Yasmin Williams Plays “Hummingbird”
Listen to this track by North Virginian guitarist and multi-instrumentalist known for her lap-style technique Yasmin Williams. It’s “Hummingbird”, a prime cut off of her 2024 record Acadia, her third. This cut features renowned players in their own right Allison de Groot on banjo and Tatiana Hargreaves on fiddle. Their contributions ratchet up the Appalachian feel of this particular piece; a stylistic angle being only one facet of Williams’ varied musical profile even on this one album of hers.
Williams’ introduction to the guitar was from a more recent source than the centuries-old traditions from which she draws on this track. As a pre-teen, her brothers played the video game Guitar Hero 2. When she discovered how much better she was than her siblings at that particular game, Williams love of music and her fascination with the guitar began in earnest. Fandom of rock and metal followed with the idea of becoming a heavy metal shredder, applying her seemingly natural agility to the real instrument.
As she developed her own style, she favoured more melodic and acoustic sounds with an emphasis on exploring creative ways to express her songcraft. One of those approaches was to experiment with open tunings. Another was to master the “lap tapping” technique to playing the guitar. This means playing the instrument flat on her lap while fretting chords and melody lines in an inverted style as if playing a keyboard.

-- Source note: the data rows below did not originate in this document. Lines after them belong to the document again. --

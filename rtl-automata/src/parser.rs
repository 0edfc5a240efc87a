//! Transition-line parser.
//!
//! Every entry in a state's clause list is decoded on its own into one of:
//!
//! ```text
//! (condition), DEST[, <out=expr;...>]    conditional arc, optional Mealy outputs
//! DEST                                   default arc (at most one per state)
//! <out=expr;out[3]=expr>                 Moore outputs of the state
//! ```
//!
//! Conditions and values are opaque Verilog text. Only the surrounding
//! punctuation is interpreted here; names are resolved by the model builder.

use std::fmt;

use indexmap::IndexMap;

use crate::error::{Error, Result};
use crate::port::{is_identifier, OutputRef};

/// Output assignments, `target -> expression`, in source order.
pub type Assignments = IndexMap<OutputRef, String>;

/// A single decoded clause.
#[derive(Debug, Clone, PartialEq, Eq)]
pub enum Clause {
    Conditional {
        condition: String,
        destination: String,
        mealy: Assignments,
    },
    Default {
        destination: String,
    },
    Moore(Assignments),
}

impl Clause {
    /// Parses one clause of `state`.
    pub fn parse(state: &str, text: &str) -> Result<Self> {
        let err = |msg: &str| Error::grammar(state, text, msg);
        let fields = split_top_level(text, ',').ok_or_else(|| err("unbalanced brackets"))?;

        match fields.as_slice() {
            [single] if single.starts_with('<') => {
                let body = angle_body(single).ok_or_else(|| err("unterminated output list"))?;
                Ok(Clause::Moore(parse_assignments(body).map_err(|m| err(m.as_str()))?))
            }
            [single] if single.starts_with('(') => {
                Err(err("a conditional arc needs a destination state"))
            }
            [single] => {
                if !is_identifier(single) {
                    return Err(err(
                        "expected a state name, a `(condition), STATE` arc or a `<...>` output list",
                    ));
                }
                Ok(Clause::Default {
                    destination: single.to_string(),
                })
            }
            [condition, destination, rest @ ..] if rest.len() <= 1 => {
                let condition = paren_body(condition)
                    .ok_or_else(|| err("the condition must be enclosed in parentheses"))?;
                if condition.is_empty() {
                    return Err(err("empty condition"));
                }
                if destination.starts_with(['<', '(', '[']) {
                    return Err(err("the second field must name the destination state"));
                }
                if !is_identifier(destination) {
                    return Err(err("invalid destination state name"));
                }
                let mealy = match rest.first() {
                    Some(list) => {
                        let body = angle_body(list)
                            .ok_or_else(|| err("Mealy outputs must be written as `<out=expr;...>`"))?;
                        parse_assignments(body).map_err(|m| err(m.as_str()))?
                    }
                    None => Assignments::new(),
                };
                Ok(Clause::Conditional {
                    condition: condition.to_string(),
                    destination: destination.to_string(),
                    mealy,
                })
            }
            _ => Err(err("expected one to three comma-separated fields")),
        }
    }
}

impl fmt::Display for Clause {
    fn fmt(&self, f: &mut fmt::Formatter<'_>) -> fmt::Result {
        match self {
            Clause::Conditional {
                condition,
                destination,
                mealy,
            } => {
                write!(f, "({condition}), {destination}")?;
                if !mealy.is_empty() {
                    write!(f, ", <{}>", format_assignments(mealy, ";"))?;
                }
                Ok(())
            }
            Clause::Default { destination } => f.write_str(destination),
            Clause::Moore(assignments) => write!(f, "<{}>", format_assignments(assignments, ";")),
        }
    }
}

/// Joins assignments as `target=expr` pairs.
pub fn format_assignments(assignments: &Assignments, sep: &str) -> String {
    assignments
        .iter()
        .map(|(target, expr)| format!("{target}={expr}"))
        .collect::<Vec<_>>()
        .join(sep)
}

/// Parses `out=expr;out[1]=expr` (trailing `;` allowed).
fn parse_assignments(body: &str) -> std::result::Result<Assignments, String> {
    let mut assignments = Assignments::new();
    for pair in split_top_level(body, ';')
        .ok_or("unbalanced brackets in output list")?
        .into_iter()
        .filter(|p| !p.is_empty())
    {
        let (target, expr) = pair
            .split_once('=')
            .ok_or_else(|| format!("`{pair}` is not an `output=value` assignment"))?;
        let target = OutputRef::parse(target)
            .ok_or_else(|| format!("`{}` is not an output or indexed output", target.trim()))?;
        let expr = expr.trim();
        if expr.is_empty() {
            return Err(format!("`{target}` is assigned an empty value"));
        }
        if assignments.insert(target.clone(), expr.to_string()).is_some() {
            return Err(format!("`{target}` is assigned twice"));
        }
    }
    Ok(assignments)
}

/// Splits on `sep` outside of `()`, `[]` and `{}`. Fields are trimmed.
fn split_top_level(text: &str, sep: char) -> Option<Vec<&str>> {
    let mut fields = Vec::new();
    let mut depth = 0usize;
    let mut start = 0;
    for (idx, c) in text.char_indices() {
        match c {
            '(' | '[' | '{' => depth += 1,
            ')' | ']' | '}' => depth = depth.checked_sub(1)?,
            c if c == sep && depth == 0 => {
                fields.push(text[start..idx].trim());
                start = idx + c.len_utf8();
            }
            _ => {}
        }
    }
    if depth != 0 {
        return None;
    }
    fields.push(text[start..].trim());
    Some(fields)
}

/// Inner text of `(...)` when the first parenthesis closes at the very end.
fn paren_body(field: &str) -> Option<&str> {
    let inner = field.strip_prefix('(')?.strip_suffix(')')?;
    let mut depth = 0usize;
    for c in inner.chars() {
        match c {
            '(' => depth += 1,
            ')' => depth = depth.checked_sub(1)?,
            _ => {}
        }
    }
    (depth == 0).then(|| inner.trim())
}

fn angle_body(field: &str) -> Option<&str> {
    field.strip_prefix('<')?.strip_suffix('>')
}

#[cfg(test)]
mod tests {
    use super::*;
    use rstest::rstest;

    fn out(name: &str, index: Option<&str>) -> OutputRef {
        OutputRef {
            name: name.into(),
            index: index.map(Into::into),
        }
    }

    #[test]
    fn parses_full_form() {
        let c = Clause::parse("S", "(go == 1 && cnt[3:0] == 4'd9), DONE, <busy=1'b0;cnt[3]=x>")
            .unwrap();
        let Clause::Conditional {
            condition,
            destination,
            mealy,
        } = c
        else {
            panic!("not conditional");
        };
        assert_eq!(condition, "go == 1 && cnt[3:0] == 4'd9");
        assert_eq!(destination, "DONE");
        assert_eq!(mealy[&out("busy", None)], "1'b0");
        assert_eq!(mealy[&out("cnt", Some("3"))], "x");
    }

    #[test]
    fn parses_minimal_form() {
        assert_eq!(
            Clause::parse("S", "IDLE").unwrap(),
            Clause::Default {
                destination: "IDLE".into()
            }
        );
        let c = Clause::parse("S", "(go), RUN").unwrap();
        assert!(matches!(c, Clause::Conditional { ref mealy, .. } if mealy.is_empty()));
    }

    #[test]
    fn parses_moore_list() {
        let Clause::Moore(a) = Clause::parse("S", "<outA=expr1;outB[3]=expr2;>").unwrap() else {
            panic!("not moore");
        };
        let keys: Vec<String> = a.keys().map(ToString::to_string).collect();
        assert_eq!(keys, ["outA", "outB[3]"]);
        assert_eq!(a[&out("outB", Some("3"))], "expr2");
    }

    #[test]
    fn commas_inside_brackets_are_not_separators() {
        let c = Clause::parse("S", "({a, b} == 2'b11), RUN, <o={a, b}>").unwrap();
        assert_eq!(c.to_string(), "({a, b} == 2'b11), RUN, <o={a, b}>");
    }

    #[rstest]
    #[case::empty("")]
    #[case::lonely_condition("(go)")]
    #[case::unparenthesized_condition("go, RUN")]
    #[case::split_parens("(a)||(b), RUN")]
    #[case::list_as_destination("(go), <busy=1>")]
    #[case::bare_mealy("(go), RUN, busy=1")]
    #[case::too_many_fields("(go), RUN, <a=1>, <b=2>")]
    #[case::unbalanced("(go, RUN")]
    #[case::unterminated_list("<busy=1")]
    #[case::missing_value("<busy=>")]
    #[case::missing_equals("<busy>")]
    #[case::double_assignment("<busy=1;busy=0>")]
    #[case::bad_target("<bu sy=1>")]
    #[case::empty_condition("(), RUN")]
    fn rejects_malformed(#[case] text: &str) {
        assert!(matches!(
            Clause::parse("S", text),
            Err(Error::Grammar { .. })
        ));
    }
}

This technique allows Williams to explore various chord voicings and to open up melodic and rhythmic possibilities while doing so. It also allows her to play multiple instruments at once on several of her songs, most notably the African instrument the kalimba, which Williams mounts on her upward-facing guitar. She plays it with her left hand while tapping the guitar fretboard with her right. Her use of tap shoes on some tracks provide self-driven percussion lines as she plays the melodic and harmonic parts.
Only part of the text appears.